The male attraction to high estrogen levels is subconscious, he says—”at the level of our nervous system”—and passed down through countless generations of successful reproduction. “Throughout human evolutionary history, males who found higher-pitched voices more attractive probably left more descendants, since high-pitched women had higher levels of estrogen and had more offspring.” Over eons, subconsciously favoring high-pitched voices became the norm for men. (That preference has been scientifically documented; the affinity for the low, sultry female voice portrayed in the media is something we need to learn more about, Pipitone says.)

The team also looked at another proxy of reproductive success in the Himba, handgrip strength (HGS), which is considered a sign of phenotypic quality (i.e. health) in both modern and indigenous populations. On average, individuals with good HGS have healthier weights at birth, and they live longer and have lower risk of cognitive diseases in old age. In men, good HGS has been associated with higher testosterone levels, lean muscle mass and facial attractiveness. “If an individual’s phenotype (traits expressed in the body from genes) is robust, that person has a healthy immune system to fight infection and can do strenuous work under harsh environments, all the while producing healthy offspring,” Pipitone says.

Because HGS is associated with health, the researchers hypothesized that higher strength would predict better reproductive success.
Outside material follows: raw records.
use std::collections::{HashMap, HashSet};

use rand::rngs::StdRng;
use rand::SeedableRng;
use serde::{Deserialize, Serialize};
use tracing::{debug, info, warn};

use super::{
    action::Direction,
    config::GameConfig,
    controller::{Controller, DecisionError},
    grid::{Cell, Grid},
    snake::{Snake, SnakeId},
    state::Position,
    view::BoardView,
};
use crate::error::{GameError, Result};

/// Why a snake died
#[derive(Debug, Clone, Copy, PartialEq, Eq, Serialize, Deserialize)]
#[serde(rename_all = "snake_case")]
pub enum DeathCause {
    /// Head left the grid
    Wall,
    /// Head hit the snake's own body
    SelfCollision,
    /// Head hit another snake's body
    Body(SnakeId),
    /// Head met another head on the same cell, or two heads swapped places
    HeadToHead,
}

/// What happened during one turn
#[derive(Debug, Clone, Default, PartialEq)]
pub struct TurnReport {
    /// Turn counter after the turn was committed
    pub turn: u64,
    /// Direction applied to each snake that moved
    pub moves: Vec<(SnakeId, Direction)>,
    /// Snakes whose controller failed, and why. Their move came from the fallback policy.
    pub fallbacks: Vec<(SnakeId, DecisionError)>,
    pub deaths: Vec<(SnakeId, DeathCause)>,
    pub food_eaten: Vec<(SnakeId, Position)>,
    pub food_spawned: Option<Position>,
}

impl TurnReport {
    pub fn died(&self, id: SnakeId) -> Option<DeathCause> {
        self.deaths
            .iter()
            .find(|(dead, _)| *dead == id)
            .map(|(_, cause)| *cause)
    }
}

/// The turn engine. Owns the grid, every snake and their controllers.
pub struct Game {
    config: GameConfig,
    grid: Grid,
    snakes: Vec<Snake>,
    controllers: Vec<Box<dyn Controller>>,
    turn: u64,
    rng: StdRng,
}

/// Result of moving one snake, before collisions are judged
struct Move {
    idx: usize,
    old_head: Position,
    new_head: Position,
}

impl Game {
    /// Start a game with one snake per controller, each placed on a random empty cell.
    pub fn new(config: GameConfig, controllers: Vec<Box<dyn Controller>>) -> Result<Self> {
        config.validate()?;
        if controllers.is_empty() {
            return Err(GameError::NoSnakes);
        }

        let cells = config.grid_size * config.grid_size;
        if controllers.len() > cells {
            return Err(GameError::TooManySnakes {
                snakes: controllers.len(),
                cells,
            });
        }

        let mut rng = Self::make_rng(&config);
        let mut grid = Grid::new(config.grid_size)?;
        let mut snakes = Vec::with_capacity(controllers.len());

        for (idx, controller) in controllers.iter().enumerate() {
            let id = SnakeId(idx);
            let head = grid
                .place_snake_at_random_empty_cell(id, &mut rng)
                .ok_or(GameError::TooManySnakes {
                    snakes: controllers.len(),
                    cells,
                })?;
            snakes.push(Snake::new(id, controller.name(), head, config.initial_growth));
        }
        grid.rebuild_from(&snakes);

        info!(
            snakes = snakes.len(),
            grid_size = config.grid_size,
            "Game created"
        );

        Ok(Self {
            config,
            grid,
            snakes,
            controllers,
            turn: 0,
            rng,
        })
    }

    /// Start a game from explicit snake bodies (head first).
    ///
    /// Every body must lie on the grid and no two segments may share a cell.
    pub fn with_snakes(
        config: GameConfig,
        entrants: Vec<(Vec<Position>, Box<dyn Controller>)>,
    ) -> Result<Self> {
        config.validate()?;
        if entrants.is_empty() {
            return Err(GameError::NoSnakes);
        }

        let mut grid = Grid::new(config.grid_size)?;
        let mut occupied = HashSet::new();
        let mut snakes = Vec::with_capacity(entrants.len());
        let mut controllers = Vec::with_capacity(entrants.len());

        for (idx, (body, controller)) in entrants.into_iter().enumerate() {
            if body.is_empty() {
                return Err(GameError::InvalidLayout(format!("snake {idx} has no body")));
            }
            for &segment in &body {
                if !grid.is_in_bounds(segment) {
                    return Err(GameError::InvalidLayout(format!(
                        "snake {idx} segment {segment} is off the grid"
                    )));
                }
                if !occupied.insert(segment) {
                    return Err(GameError::InvalidLayout(format!(
                        "snake {idx} segment {segment} overlaps another segment"
                    )));
                }
            }
            snakes.push(Snake::with_body(
                SnakeId(idx),
                controller.name(),
                body,
                config.initial_growth,
            ));
            controllers.push(controller);
        }
        grid.rebuild_from(&snakes);

        Ok(Self {
            rng: Self::make_rng(&config),
            config,
            grid,
            snakes,
            controllers,
            turn: 0,
        })
    }

    fn make_rng(config: &GameConfig) -> StdRng {
        match config.seed {
            Some(seed) => StdRng::seed_from_u64(seed),
            None => StdRng::from_entropy(),
        }
    }

    pub fn config(&self) -> &GameConfig {
        &self.config
    }

    pub fn grid(&self) -> &Grid {
        &self.grid
    }

    pub fn snakes(&self) -> &[Snake] {
        &self.snakes
    }

    pub fn snake(&self, id: SnakeId) -> Option<&Snake> {
        self.snakes.get(id.0)
    }

    pub fn turn(&self) -> u64 {
        self.turn
    }

    pub fn alive_count(&self) -> usize {
        self.snakes.iter().filter(|snake| snake.is_alive()).count()
    }

    pub fn is_over(&self) -> bool {
        self.alive_count() == 0
    }

    /// Snapshot of the current board.
    pub fn view(&self) -> BoardView {
        BoardView::capture(self.turn, &self.grid, &self.snakes)
    }

    /// Put food on a specific empty cell. Returns false if the cell is taken.
    pub fn place_food(&mut self, pos: Position) -> bool {
        self.grid.add_food(pos)
    }

    /// Play one turn: every alive snake decides from the same snapshot, all
    /// moves are applied, collisions and food are resolved, then the grid is
    /// rebuilt. Does nothing once no snake is alive.
    pub fn step(&mut self) -> TurnReport {
        let mut report = TurnReport {
            turn: self.turn,
            ..Default::default()
        };
        if self.is_over() {
            return report;
        }

        let view = self.view();
        let alive: Vec<usize> = (0..self.snakes.len())
            .filter(|&idx| self.snakes[idx].is_alive())
            .collect();

        // Decide against the shared snapshot
        let mut decisions = Vec::with_capacity(alive.len());
        for &idx in &alive {
            let snake = &self.snakes[idx];
            let direction = match self.controllers[idx].decide(&view, snake.id()) {
                Ok(direction) => direction,
                Err(err) => {
                    let direction = self.config.fallback.resolve(snake.last_direction());
                    if err == DecisionError::NoInput {
                        debug!(snake = %snake.id(), %direction, "No input, using fallback");
                    } else {
                        warn!(snake = %snake.id(), error = %err, %direction, "Controller failed, using fallback");
                    }
                    report.fallbacks.push((snake.id(), err));
                    direction
                }
            };
            decisions.push((idx, direction));
        }

        // Cells that stay occupied through this move; vacated tails are left out
        let mut blocked: HashMap<Position, SnakeId> = HashMap::new();
        for &idx in &alive {
            let snake = &self.snakes[idx];
            for &segment in snake.retained_segments() {
                blocked.insert(segment, snake.id());
            }
        }

        // Apply every move before judging any of them
        let mut moves = Vec::with_capacity(decisions.len());
        let mut claims: HashMap<Position, usize> = HashMap::new();
        for (idx, direction) in decisions {
            let old_head = self.snakes[idx].head();
            let new_head = self.snakes[idx].apply_move(direction);
            *claims.entry(new_head).or_default() += 1;
            report.moves.push((self.snakes[idx].id(), direction));
            moves.push(Move {
                idx,
                old_head,
                new_head,
            });
        }

        for mv in &moves {
            let id = self.snakes[mv.idx].id();
            if let Some(cause) = self.collision(id, mv, &moves, &blocked, &claims) {
                report.deaths.push((id, cause));
            }
        }

        // Food goes to survivors only
        for mv in &moves {
            let id = self.snakes[mv.idx].id();
            if report.died(id).is_some() {
                continue;
            }
            if self.grid.consume_food(mv.new_head) {
                self.snakes[mv.idx].grow(1);
                debug!(snake = %id, pos = %mv.new_head, "Food eaten");
                report.food_eaten.push((id, mv.new_head));
            }
        }

        // Commit
        for &(id, cause) in &report.deaths {
            self.snakes[id.0].kill();
            info!(snake = %id, name = self.snakes[id.0].name(), ?cause, turn = self.turn + 1, "Snake died");
        }
        self.grid.rebuild_from(&self.snakes);
        self.turn += 1;
        report.turn = self.turn;

        if self.turn % self.config.food_period == 0 {
            report.food_spawned = self.grid.spawn_food(&mut self.rng);
            match report.food_spawned {
                Some(pos) => debug!(%pos, turn = self.turn, "Food spawned"),
                None => warn!(turn = self.turn, "No empty cell left for food"),
            }
        }

        debug_assert!(self.grid_matches_snakes(), "grid out of sync after turn {}", self.turn);
        debug!(
            turn = self.turn,
            alive = self.alive_count(),
            deaths = report.deaths.len(),
            "Turn committed"
        );

        report
    }

    /// Judge one move against the pre-move blocked cells and all new heads.
    fn collision(
        &self,
        id: SnakeId,
        mv: &Move,
        moves: &[Move],
        blocked: &HashMap<Position, SnakeId>,
        claims: &HashMap<Position, usize>,
    ) -> Option<DeathCause> {
        if !self.grid.is_in_bounds(mv.new_head) {
            return Some(DeathCause::Wall);
        }

        if let Some(&owner) = blocked.get(&mv.new_head) {
            return Some(if owner == id {
                DeathCause::SelfCollision
            } else {
                DeathCause::Body(owner)
            });
        }

        if claims.get(&mv.new_head).copied().unwrap_or(0) > 1 {
            return Some(DeathCause::HeadToHead);
        }

        let swapped = moves.iter().any(|other| {
            other.idx != mv.idx && other.new_head == mv.old_head && other.old_head == mv.new_head
        });
        if swapped {
            return Some(DeathCause::HeadToHead);
        }

        None
    }

    /// Whether the snake marks on the grid are exactly the alive snakes' bodies,
    /// with every head marked as a head.
    pub fn grid_matches_snakes(&self) -> bool {
        let mut expected = 0;
        for snake in self.snakes.iter().filter(|snake| snake.is_alive()) {
            if snake.is_empty() || !snake.body().iter().all(|&pos| self.grid.is_in_bounds(pos)) {
                return false;
            }
            if self.grid.cell(snake.head()) != Some(Cell::Head(snake.id())) {
                return false;
            }
            if snake.body()[1..]
                .iter()
                .any(|&pos| self.grid.cell(pos) != Some(Cell::Body(snake.id())))
            {
                return false;
            }
            expected += snake.len();
        }

        let marked = self
            .grid
            .cells()
            .iter()
            .filter(|cell| cell.snake().is_some())
            .count();
        marked == expected
    }
}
The so-called Grandmother Hypothesis, they believed, could explain the association. This idea suggests that living past their childbearing years is an adaptive trait that allows women to help provide for their grandchildren; strong grandmothers will be able to help more, and should therefore have more grandchildren.

Team member Jeremy Atkinson, a psychologist at SUNY-Albany, found that women with higher HGS had more children and “genetic vectors,” the combination of children and grandchildren. When looking at grandchildren alone, they didn’t find the association, which Pipitone believes could be explained by the smaller number of grandchildren in the sample. The findings therefore only indirectly support the so-called Grandmother Hypothesis.
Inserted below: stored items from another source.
// # epsync-core
//
// Core library for synchronizing a device's bypass configuration with a
// provider's published service endpoint list.
//
// ## Architecture Overview
//
// This library provides the synchronization engine and the seams it talks
// through:
// - **EndpointService**: Trait for the provider's version and endpoint lookups
// - **DeviceClient**: Trait for querying and changing device objects
// - **StateStore**: Trait for the identity and version that outlive a pass
// - **ArtifactStore**: Trait for the list files data-groups read from
// - **SyncEngine**: Runs one pass: writer check → version check → fetch →
//   classify → reconcile → save/sync
//
// ## Design Principles
//
// 1. **Separation of Concerns**: Core logic is separate from transport and device syntax
// 2. **Idempotency**: Every device change is preceded by an existence check
// 3. **Fail Closed**: A node that cannot prove it is active does not write
// 4. **Library-First**: All core functionality can be used as a library

pub mod classify;
pub mod config;
pub mod engine;
pub mod error;
pub mod identity;
pub mod reconcile;
pub mod state;
pub mod traits;
pub mod version;
pub mod writer_gate;

// Re-export core types for convenience
pub use classify::{ClassifiedSet, EndpointRecord, MatchType, ServiceArea, UrlRule, classify};
pub use config::{HaConfig, Instance, ObjectNames, StorageConfig, SyncConfig, TargetToggles};
pub use engine::{PassEvent, PassOutcome, PassReport, SyncEngine};
pub use error::{Error, ReconcileFailure, Result};
pub use identity::ClientIdentity;
pub use reconcile::{ReconcileResult, TargetKind};
pub use state::{FileArtifactStore, FileStateStore, MemoryArtifactStore, MemoryStateStore, PassLock};
pub use traits::{ArtifactStore, DeviceClient, EndpointService, StateStore};
pub use version::VersionStamp;
// # State Store Implementations
//
// This module provides implementations of the StateStore and ArtifactStore
// traits for different persistence strategies, plus the lock that keeps two
// passes from running at once.

pub mod file;
pub mod lock;
pub mod memory;

pub use file::{FileArtifactStore, FileStateStore};
pub use lock::PassLock;
pub use memory::{MemoryArtifactStore, MemoryStateStore};
// # Artifact Store Trait
//
// Materializes the list files that device data-group objects read from.
// Artifacts are always regenerated in full; there is no patching.

use std::path::PathBuf;

use async_trait::async_trait;

/// Trait for artifact store implementations
#[async_trait]
pub trait ArtifactStore: Send + Sync {
    /// Overwrite the named artifact with `content`
    ///
    /// # Returns
    ///
    /// The location the device should read the artifact from.
    async fn write(&self, name: &str, content: &str) -> Result<PathBuf, crate::Error>;

    /// Read the named artifact back, if present
    async fn read(&self, name: &str) -> Result<Option<String>, crate::Error>;
}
Still, the finding that stronger women have more children confirms that HGS is valid proxy of reproductive success, and it refutes the common assumption that strength is more important for reproductive success in men than in women, especially in an indigenous population, in which the ability to survive depends on physical labor. Among the Himba, men herd livestock while women take care of the day-to-day business of living. “Looking at what these women do is incredible,” Pipitone says. “Walking miles for water, having to dig up tubers in harsh, dry soil, all with children strapped to them.”

“Totally ‘dainty’ females like we see today in modern society have feminine characteristics and most men find these traits attractive, but getting back to how humans have lived over evolutionary history probably tells a slightly different story,” he continues. “A combination of strength and femininity was probably more valuable among early humans.”